DIRECTIONS
If a line of the material holds the string "panic", please copy it.

::::

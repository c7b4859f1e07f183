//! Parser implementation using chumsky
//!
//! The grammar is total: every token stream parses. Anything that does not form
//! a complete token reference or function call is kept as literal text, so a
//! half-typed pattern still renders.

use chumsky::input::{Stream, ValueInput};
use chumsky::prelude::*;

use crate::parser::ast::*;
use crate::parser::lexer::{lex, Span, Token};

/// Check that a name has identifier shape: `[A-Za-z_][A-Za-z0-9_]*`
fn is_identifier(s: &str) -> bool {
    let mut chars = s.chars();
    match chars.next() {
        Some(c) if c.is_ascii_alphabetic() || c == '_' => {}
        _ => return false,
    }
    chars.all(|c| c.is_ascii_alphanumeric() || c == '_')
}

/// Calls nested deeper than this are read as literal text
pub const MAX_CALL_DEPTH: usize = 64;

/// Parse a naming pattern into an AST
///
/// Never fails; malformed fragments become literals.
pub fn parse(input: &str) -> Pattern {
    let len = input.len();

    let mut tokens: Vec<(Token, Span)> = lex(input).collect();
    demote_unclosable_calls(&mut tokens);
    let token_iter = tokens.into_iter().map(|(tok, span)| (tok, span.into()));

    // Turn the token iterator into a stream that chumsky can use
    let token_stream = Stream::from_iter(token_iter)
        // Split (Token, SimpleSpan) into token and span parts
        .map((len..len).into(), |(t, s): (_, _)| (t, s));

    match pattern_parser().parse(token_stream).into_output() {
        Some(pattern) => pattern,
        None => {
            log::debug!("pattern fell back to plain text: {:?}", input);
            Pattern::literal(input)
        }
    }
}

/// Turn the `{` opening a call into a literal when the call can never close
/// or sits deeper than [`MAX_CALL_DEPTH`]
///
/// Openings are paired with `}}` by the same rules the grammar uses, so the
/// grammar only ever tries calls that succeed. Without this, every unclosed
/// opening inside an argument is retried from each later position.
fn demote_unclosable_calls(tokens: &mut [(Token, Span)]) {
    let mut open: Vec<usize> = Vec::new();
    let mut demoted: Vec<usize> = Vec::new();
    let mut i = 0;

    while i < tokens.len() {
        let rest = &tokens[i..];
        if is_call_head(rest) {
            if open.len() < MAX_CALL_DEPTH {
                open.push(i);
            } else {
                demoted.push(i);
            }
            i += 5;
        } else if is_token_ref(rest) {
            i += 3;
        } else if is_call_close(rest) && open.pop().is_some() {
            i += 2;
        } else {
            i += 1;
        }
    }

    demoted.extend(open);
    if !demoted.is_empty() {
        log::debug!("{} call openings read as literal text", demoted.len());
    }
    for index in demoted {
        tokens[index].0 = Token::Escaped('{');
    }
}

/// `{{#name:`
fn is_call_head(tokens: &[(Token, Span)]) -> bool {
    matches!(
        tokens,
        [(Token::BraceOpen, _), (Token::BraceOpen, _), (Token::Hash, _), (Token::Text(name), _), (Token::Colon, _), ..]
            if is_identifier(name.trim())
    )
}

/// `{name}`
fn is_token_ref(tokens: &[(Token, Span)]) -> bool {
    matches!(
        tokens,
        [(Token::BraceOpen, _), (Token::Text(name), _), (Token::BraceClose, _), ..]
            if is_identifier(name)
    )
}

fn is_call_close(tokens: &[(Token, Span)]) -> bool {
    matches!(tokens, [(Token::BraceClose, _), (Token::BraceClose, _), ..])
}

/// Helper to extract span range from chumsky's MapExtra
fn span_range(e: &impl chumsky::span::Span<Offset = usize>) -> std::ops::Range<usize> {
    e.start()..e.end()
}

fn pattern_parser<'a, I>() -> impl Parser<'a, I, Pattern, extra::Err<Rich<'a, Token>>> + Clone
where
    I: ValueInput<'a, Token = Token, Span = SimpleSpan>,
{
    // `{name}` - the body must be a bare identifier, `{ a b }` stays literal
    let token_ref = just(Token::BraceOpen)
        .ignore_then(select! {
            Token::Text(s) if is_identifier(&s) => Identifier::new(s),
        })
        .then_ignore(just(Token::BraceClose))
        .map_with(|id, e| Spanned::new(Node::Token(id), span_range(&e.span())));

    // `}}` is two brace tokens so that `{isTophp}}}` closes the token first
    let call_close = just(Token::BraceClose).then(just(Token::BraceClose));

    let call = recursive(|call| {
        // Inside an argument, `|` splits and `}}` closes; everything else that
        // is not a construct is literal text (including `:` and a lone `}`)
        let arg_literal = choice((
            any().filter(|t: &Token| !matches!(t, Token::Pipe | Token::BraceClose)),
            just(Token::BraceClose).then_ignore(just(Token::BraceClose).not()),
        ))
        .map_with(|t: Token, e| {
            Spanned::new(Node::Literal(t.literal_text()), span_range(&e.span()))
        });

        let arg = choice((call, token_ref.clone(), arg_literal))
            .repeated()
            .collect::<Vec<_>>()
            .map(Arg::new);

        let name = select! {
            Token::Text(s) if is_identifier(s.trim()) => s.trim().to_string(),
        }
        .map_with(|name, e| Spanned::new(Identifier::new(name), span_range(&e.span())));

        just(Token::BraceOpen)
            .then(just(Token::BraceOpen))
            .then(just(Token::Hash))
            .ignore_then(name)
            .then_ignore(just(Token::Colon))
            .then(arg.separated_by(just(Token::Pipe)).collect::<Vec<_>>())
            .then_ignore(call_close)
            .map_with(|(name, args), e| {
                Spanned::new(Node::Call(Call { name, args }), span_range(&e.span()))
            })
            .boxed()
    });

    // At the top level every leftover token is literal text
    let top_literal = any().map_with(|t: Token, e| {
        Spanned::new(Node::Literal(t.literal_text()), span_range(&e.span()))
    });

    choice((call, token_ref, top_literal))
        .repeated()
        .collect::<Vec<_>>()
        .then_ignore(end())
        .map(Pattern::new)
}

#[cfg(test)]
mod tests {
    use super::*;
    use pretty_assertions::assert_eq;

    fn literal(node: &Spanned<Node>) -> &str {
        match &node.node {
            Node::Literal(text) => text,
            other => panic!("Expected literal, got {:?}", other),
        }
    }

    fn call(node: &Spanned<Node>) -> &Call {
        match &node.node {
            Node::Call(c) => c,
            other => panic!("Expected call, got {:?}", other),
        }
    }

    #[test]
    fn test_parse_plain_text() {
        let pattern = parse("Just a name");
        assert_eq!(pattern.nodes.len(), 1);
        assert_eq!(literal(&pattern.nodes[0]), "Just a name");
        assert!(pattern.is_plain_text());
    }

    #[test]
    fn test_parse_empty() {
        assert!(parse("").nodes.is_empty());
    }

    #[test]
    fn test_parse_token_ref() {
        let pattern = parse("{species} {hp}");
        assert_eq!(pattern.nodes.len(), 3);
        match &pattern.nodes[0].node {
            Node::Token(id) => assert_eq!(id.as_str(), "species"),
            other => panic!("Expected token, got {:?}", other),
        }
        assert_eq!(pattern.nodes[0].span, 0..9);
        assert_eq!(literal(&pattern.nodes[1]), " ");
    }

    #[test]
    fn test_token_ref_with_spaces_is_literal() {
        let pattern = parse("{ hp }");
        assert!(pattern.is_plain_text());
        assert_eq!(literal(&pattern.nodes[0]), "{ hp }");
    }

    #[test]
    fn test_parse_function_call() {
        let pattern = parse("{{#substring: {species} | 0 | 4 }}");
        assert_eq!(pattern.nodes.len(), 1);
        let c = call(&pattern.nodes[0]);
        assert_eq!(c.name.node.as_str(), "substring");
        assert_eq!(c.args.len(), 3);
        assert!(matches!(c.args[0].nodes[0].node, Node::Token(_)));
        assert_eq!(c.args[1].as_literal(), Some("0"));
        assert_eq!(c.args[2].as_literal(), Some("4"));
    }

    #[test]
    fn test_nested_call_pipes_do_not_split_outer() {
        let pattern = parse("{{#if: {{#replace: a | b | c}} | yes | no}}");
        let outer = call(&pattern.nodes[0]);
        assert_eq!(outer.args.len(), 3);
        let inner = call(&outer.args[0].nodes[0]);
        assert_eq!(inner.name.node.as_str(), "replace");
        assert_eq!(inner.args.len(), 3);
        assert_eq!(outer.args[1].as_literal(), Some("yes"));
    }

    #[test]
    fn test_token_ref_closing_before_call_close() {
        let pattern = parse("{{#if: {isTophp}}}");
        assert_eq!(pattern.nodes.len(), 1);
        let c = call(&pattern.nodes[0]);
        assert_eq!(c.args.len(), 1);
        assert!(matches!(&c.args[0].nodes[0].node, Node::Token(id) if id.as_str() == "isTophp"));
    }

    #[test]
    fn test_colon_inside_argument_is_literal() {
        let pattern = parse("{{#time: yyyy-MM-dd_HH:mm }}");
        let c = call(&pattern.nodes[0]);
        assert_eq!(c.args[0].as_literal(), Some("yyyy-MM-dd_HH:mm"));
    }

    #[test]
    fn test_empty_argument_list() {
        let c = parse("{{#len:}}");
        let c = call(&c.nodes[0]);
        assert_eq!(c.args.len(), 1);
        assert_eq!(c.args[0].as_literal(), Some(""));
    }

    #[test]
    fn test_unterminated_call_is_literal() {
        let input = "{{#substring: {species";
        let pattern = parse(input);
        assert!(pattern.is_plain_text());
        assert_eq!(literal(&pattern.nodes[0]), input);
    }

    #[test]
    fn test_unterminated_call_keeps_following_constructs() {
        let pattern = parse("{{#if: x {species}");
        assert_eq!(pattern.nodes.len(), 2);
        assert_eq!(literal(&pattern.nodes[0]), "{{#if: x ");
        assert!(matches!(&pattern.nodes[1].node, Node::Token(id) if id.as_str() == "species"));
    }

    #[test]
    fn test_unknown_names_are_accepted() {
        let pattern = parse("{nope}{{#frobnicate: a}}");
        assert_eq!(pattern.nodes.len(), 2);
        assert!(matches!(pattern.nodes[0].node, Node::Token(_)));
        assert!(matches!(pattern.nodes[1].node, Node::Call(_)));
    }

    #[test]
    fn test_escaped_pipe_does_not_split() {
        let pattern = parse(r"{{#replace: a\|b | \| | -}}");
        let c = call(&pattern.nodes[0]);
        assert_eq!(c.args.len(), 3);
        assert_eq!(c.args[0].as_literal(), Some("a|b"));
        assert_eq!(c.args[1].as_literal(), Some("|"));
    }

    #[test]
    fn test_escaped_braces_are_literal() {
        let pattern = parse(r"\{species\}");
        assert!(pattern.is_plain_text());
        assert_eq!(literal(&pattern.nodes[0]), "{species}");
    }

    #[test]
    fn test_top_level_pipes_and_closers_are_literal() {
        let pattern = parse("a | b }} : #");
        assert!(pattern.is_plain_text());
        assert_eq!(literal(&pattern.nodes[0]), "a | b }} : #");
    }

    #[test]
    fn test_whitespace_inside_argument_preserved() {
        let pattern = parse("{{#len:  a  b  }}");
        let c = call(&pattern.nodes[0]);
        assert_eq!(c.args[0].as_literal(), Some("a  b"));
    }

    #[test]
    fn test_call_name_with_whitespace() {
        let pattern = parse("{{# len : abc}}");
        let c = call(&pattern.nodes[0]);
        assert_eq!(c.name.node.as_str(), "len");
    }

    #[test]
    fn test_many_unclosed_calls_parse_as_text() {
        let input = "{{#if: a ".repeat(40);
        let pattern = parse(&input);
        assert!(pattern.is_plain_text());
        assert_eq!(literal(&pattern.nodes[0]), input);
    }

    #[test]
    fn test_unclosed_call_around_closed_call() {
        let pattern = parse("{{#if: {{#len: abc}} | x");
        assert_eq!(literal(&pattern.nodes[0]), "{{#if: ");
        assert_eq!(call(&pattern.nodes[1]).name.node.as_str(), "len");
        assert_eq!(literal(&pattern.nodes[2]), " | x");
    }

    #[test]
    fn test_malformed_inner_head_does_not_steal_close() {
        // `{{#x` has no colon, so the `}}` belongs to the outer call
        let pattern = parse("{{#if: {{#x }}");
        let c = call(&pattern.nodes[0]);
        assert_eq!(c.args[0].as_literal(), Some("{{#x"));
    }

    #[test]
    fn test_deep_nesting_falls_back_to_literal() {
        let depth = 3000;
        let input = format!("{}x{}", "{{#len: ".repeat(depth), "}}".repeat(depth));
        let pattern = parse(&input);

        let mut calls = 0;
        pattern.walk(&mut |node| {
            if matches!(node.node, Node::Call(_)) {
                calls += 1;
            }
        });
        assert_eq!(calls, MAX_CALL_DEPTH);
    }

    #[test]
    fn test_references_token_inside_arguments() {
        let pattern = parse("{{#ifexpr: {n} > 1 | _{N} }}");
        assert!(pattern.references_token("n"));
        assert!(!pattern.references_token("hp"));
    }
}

::::

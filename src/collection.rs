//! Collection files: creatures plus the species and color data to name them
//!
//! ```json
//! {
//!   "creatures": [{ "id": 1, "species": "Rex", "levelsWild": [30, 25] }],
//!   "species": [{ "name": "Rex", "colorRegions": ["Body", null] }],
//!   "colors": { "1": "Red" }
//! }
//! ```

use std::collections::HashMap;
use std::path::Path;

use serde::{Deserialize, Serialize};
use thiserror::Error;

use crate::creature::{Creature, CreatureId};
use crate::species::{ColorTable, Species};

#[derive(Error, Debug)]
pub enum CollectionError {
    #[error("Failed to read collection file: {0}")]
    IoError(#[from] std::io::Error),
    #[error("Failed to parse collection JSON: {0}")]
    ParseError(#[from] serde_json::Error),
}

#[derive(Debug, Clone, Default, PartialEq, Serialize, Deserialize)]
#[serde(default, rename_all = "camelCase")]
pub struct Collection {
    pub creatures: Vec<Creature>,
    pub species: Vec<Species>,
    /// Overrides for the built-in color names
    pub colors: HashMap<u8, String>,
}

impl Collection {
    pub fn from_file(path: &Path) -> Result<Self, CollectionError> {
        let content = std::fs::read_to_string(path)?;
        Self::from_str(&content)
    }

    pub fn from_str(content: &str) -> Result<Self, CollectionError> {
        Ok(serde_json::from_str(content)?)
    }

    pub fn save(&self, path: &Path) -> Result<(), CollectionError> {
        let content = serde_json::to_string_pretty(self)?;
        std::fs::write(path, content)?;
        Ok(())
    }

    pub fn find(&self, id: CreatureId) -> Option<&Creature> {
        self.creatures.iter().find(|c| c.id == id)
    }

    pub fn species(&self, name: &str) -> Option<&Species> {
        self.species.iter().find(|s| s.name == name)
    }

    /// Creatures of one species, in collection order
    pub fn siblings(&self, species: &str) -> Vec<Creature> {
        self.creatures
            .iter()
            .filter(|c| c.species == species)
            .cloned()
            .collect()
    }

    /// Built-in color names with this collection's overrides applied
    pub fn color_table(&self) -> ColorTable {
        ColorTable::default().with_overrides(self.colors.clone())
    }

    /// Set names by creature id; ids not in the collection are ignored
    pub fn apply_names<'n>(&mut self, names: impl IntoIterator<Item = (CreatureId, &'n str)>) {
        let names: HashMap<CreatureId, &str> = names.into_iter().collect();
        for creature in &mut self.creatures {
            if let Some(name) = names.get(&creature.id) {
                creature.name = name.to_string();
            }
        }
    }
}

::::

TASK RESPONSE
            other => panic!("Expected literal, got {:?}", other),
            other => panic!("Expected call, got {:?}", other),
            other => panic!("Expected token, got {:?}", other),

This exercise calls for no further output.